What is X-ray Photoemission Spectroscopy?

X-ray photoelectron spectroscopy (XPS) is a technique that uses X-rays to characterise the surface of materials by allowing the identification of elements and chemical species. XPS can detect the composition of the top layers of a material, having a depth of analysis up to 10 nanometers, and it is sensitive to all elements of the periodic table–with the only exception of hydrogen and helium. XPS helps characterize various materials (like metals, oxides, polymers, etc.) used in various applications (catalysis, coatings, batteries, corrosion, etc).

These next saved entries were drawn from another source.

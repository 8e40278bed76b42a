/*
 * Failmail SMTP buffering relay
 * Copyright (C) 2022 the Failmail developers
 *
 * This program is free software: you can redistribute it and/or modify it under
 * the terms of the GNU General Public License as published by the Free Software
 * Foundation, either version 3 of the License, or any later version.
 *
 * This program is distributed in the hope that it will be useful, but WITHOUT
 * ANY WARRANTY; without even the implied warranty of MERCHANTABILITY or FITNESS
 * FOR A PARTICULAR PURPOSE.  See the GNU General Public License for more details.
 *
 * You should have received a copy of the GNU General Public License along with
 * this program. If not, see https://www.gnu.org/licenses/.
 *
*/
use crate::{
    channel_message::{SendRequest, StorageRequest},
    receiver::{ReceiverContext, SingleUserPlainAuth},
    reload, render::SummaryRenderer, sender, server::Listener, signals,
    signals::TerminationRequest, summarizer, summarizer::MessageBuffer, upstream, writer,
};
use anyhow::Context;
use failmail_common::RateCounter;
use failmail_config::Config;
use failmail_store::{DiskStore, Maildir, MaildirIdentity, MemoryStore, MessageStore};

/// Capacity of the `received` and `sending` channels; bounded so a slow
/// consumer back-pressures the producer instead of buffering without limit.
const CHANNEL_SIZE: usize = 64;

/// Create a listening socket ready to be handed to the runtime.
///
/// # Errors
///
/// * failed to bind to the socket address
pub fn socket_bind_anyhow<A: std::net::ToSocketAddrs + std::fmt::Debug>(
    addr: A,
) -> anyhow::Result<std::net::TcpListener> {
    std::net::TcpListener::bind(&addr)
        .with_context(|| format!("Failed to bind socket on addr: '{addr:?}'"))
}

/// Adopt a listening socket inherited from a previous process by file
/// descriptor (the reload handoff).
///
/// # Errors
///
/// * the descriptor is negative
pub fn socket_from_fd(fd: i32) -> anyhow::Result<std::net::TcpListener> {
    anyhow::ensure!(fd >= 0, "invalid inherited socket descriptor {fd}");

    tracing::info!(fd, "Adopting inherited listening socket.");
    #[allow(unsafe_code)]
    // SAFETY: the descriptor was passed by the parent for exactly this
    // purpose and nothing else owns it in this process
    Ok(unsafe { <std::net::TcpListener as std::os::unix::io::FromRawFd>::from_raw_fd(fd) })
}

/// Start every configured task and block until they have all drained.
///
/// # Errors
///
/// * a component could not be built from the configuration
/// * the reload respawn failed
pub fn start_runtime(
    config: Config,
    socket: Option<std::net::TcpListener>,
) -> anyhow::Result<()> {
    let runtime = tokio::runtime::Builder::new_multi_thread()
        .enable_all()
        .thread_name("failmail")
        .build()?;

    let inherited = runtime.block_on(serve(config, socket))?;

    // the reload exec happens outside the runtime, once every task is done
    if let Some(fd) = inherited {
        reload::respawn(fd).context("reload failed, exiting without a successor")?;
        tracing::info!("Parent exiting after reload.");
    }
    Ok(())
}

async fn serve(
    config: Config,
    socket: Option<std::net::TcpListener>,
) -> anyhow::Result<Option<std::os::unix::io::RawFd>> {
    let identity = MaildirIdentity::local(failmail_config::hostname());
    let store = build_store(&config, &identity)?;

    let (termination_tx, _) = tokio::sync::broadcast::channel::<TerminationRequest>(4);
    // subscribe before the signal thread starts so no request is missed
    let listener_termination = termination_tx.subscribe();
    let summarizer_termination = termination_tx.subscribe();
    let _signal_thread = signals::handle_signals(termination_tx)?;

    let (received_tx, received_rx) = tokio::sync::mpsc::channel::<StorageRequest>(CHANNEL_SIZE);
    let (sending_tx, sending_rx) = tokio::sync::mpsc::channel::<SendRequest>(CHANNEL_SIZE);

    let receiver_tasks = if config.receiver.enabled {
        let socket = match socket {
            Some(socket) => socket,
            None => socket_bind_anyhow(&config.receiver.address)?,
        };
        let ctx = ReceiverContext {
            hostname: failmail_config::hostname(),
            auth: config.credentials()?.map(SingleUserPlainAuth::new),
            require_tls: config.receiver.require_tls,
            tls_config: failmail_config::get_rustls_config(&config)?.map(std::sync::Arc::new),
            rewriter: config.rewriter()?,
            received: received_tx,
            debug: config.receiver.debug,
        };
        let listener = Listener::new(socket, ctx, config.receiver.shutdown_timeout);

        let rate = RateCounter::new(config.receiver.rate_limit, config.receiver.rate_window);
        let writer = writer::start(
            store.clone(),
            received_rx,
            rate,
            config.receiver.rate_check,
        );

        Some((
            tokio::spawn(listener.listen(listener_termination)),
            tokio::spawn(writer),
        ))
    } else {
        // an idle receiver half: nothing feeds or drains the channel
        drop(received_tx);
        drop(received_rx);
        None
    };

    let sender_tasks = if config.summary.enabled {
        let buffer = MessageBuffer::new(
            config.summary.wait,
            config.summary.max_wait,
            config.batch_key()?,
            config.group_key()?,
            config.summary.from.clone(),
            SummaryRenderer::from_config(&config)?,
            store,
        );
        let summarizer = summarizer::start(
            buffer,
            config.summary.poll,
            sending_tx,
            summarizer_termination,
        );

        let upstream = upstream::build_upstream(&config, &identity)?;
        let failed_maildir = Maildir::create(&config.relay.failed_directory, identity)
            .context("could not create the failed-messages maildir")?;
        let sender = sender::start(upstream, failed_maildir, sending_rx);

        Some((tokio::spawn(summarizer), tokio::spawn(sender)))
    } else {
        drop(sending_tx);
        drop(sending_rx);
        None
    };

    // wait for every task; the listener reports the inherited socket on
    // reload
    let mut inherited = None;
    if let Some((listener, writer)) = receiver_tasks {
        inherited = listener.await.context("listener task panicked")??;
        writer.await.context("writer task panicked")?;
    }
    if let Some((summarizer, sender)) = sender_tasks {
        summarizer.await.context("summarizer task panicked")?;
        sender.await.context("sender task panicked")?;
    }

    Ok(inherited)
}

fn build_store(
    config: &Config,
    identity: &MaildirIdentity,
) -> anyhow::Result<std::sync::Arc<dyn MessageStore>> {
    match (config.store.memory, &config.store.directory) {
        (true, _) => Ok(std::sync::Arc::new(MemoryStore::new())),
        (false, Some(directory)) => {
            let maildir = Maildir::create(directory, identity.clone())
                .context("could not create the message store maildir")?;
            Ok(std::sync::Arc::new(DiskStore::new(maildir)))
        }
        (false, None) => {
            anyhow::bail!("must have either a memory store or a disk-backed store")
        }
    }
}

Understanding X-ray Photoelectron Spectroscopy

XPS is based on the photoelectric effect: a surface is irradiated with X-rays of a specific energy (hν). This energy is absorbed by the atoms in the material, producing the ejection of electrons from the atoms’ core levels. The emitted electrons, now called photoelectrons, will have a kinetic energy (KE) that equals the irradiated X-ray energy (hν) minus the electrons’ binding energy (BE).

An energy analyser separates the photoelectrons based on their KE, and electrons with the same energy are ‘counted’ by a detector. The distribution of energy is then recorded on a spectrum, and energy peaks can be directly associated with specific atom core levels, indicating the presence of different elements on the materials’ surface.

Benefits of X-ray Photoelectron Spectroscopy

A material’s surface has different properties than its bulk; the structure is ‘interrupted’, leaving ‘dangling bonds’ that can react with the environment and, in most cases, form top layers of different compositions. For this reason, to fully understand a material’s behavior, it is essential to use surface-sensitive techniques. A good understanding of surface properties is particularly useful when studying applications like corrosion, adhesion, coatings, paints, catalysis, and generally any phenomenon based on surface reactions. Understanding this behaviour is the necessary first step for R&D to optimise the composition of products and obtain the desired result.

X-ray Photoelectron Spectroscopy provides qualitative and semi-quantitative information of the surface of a material, with the identification of elements, how they are bonded to each other, and in what ratio. This technique offers unique insights into the composition of a material, and it is complementary to other characterisation techniques, such as SEM, EDS, Auger etc. Thanks to high sensitivity and small beam sizes XPS can have a spatial resolution down to the micron range. This helps in studying heterogeneous surfaces, like coating defects, alloy precipitates, etc. via XPS imaging.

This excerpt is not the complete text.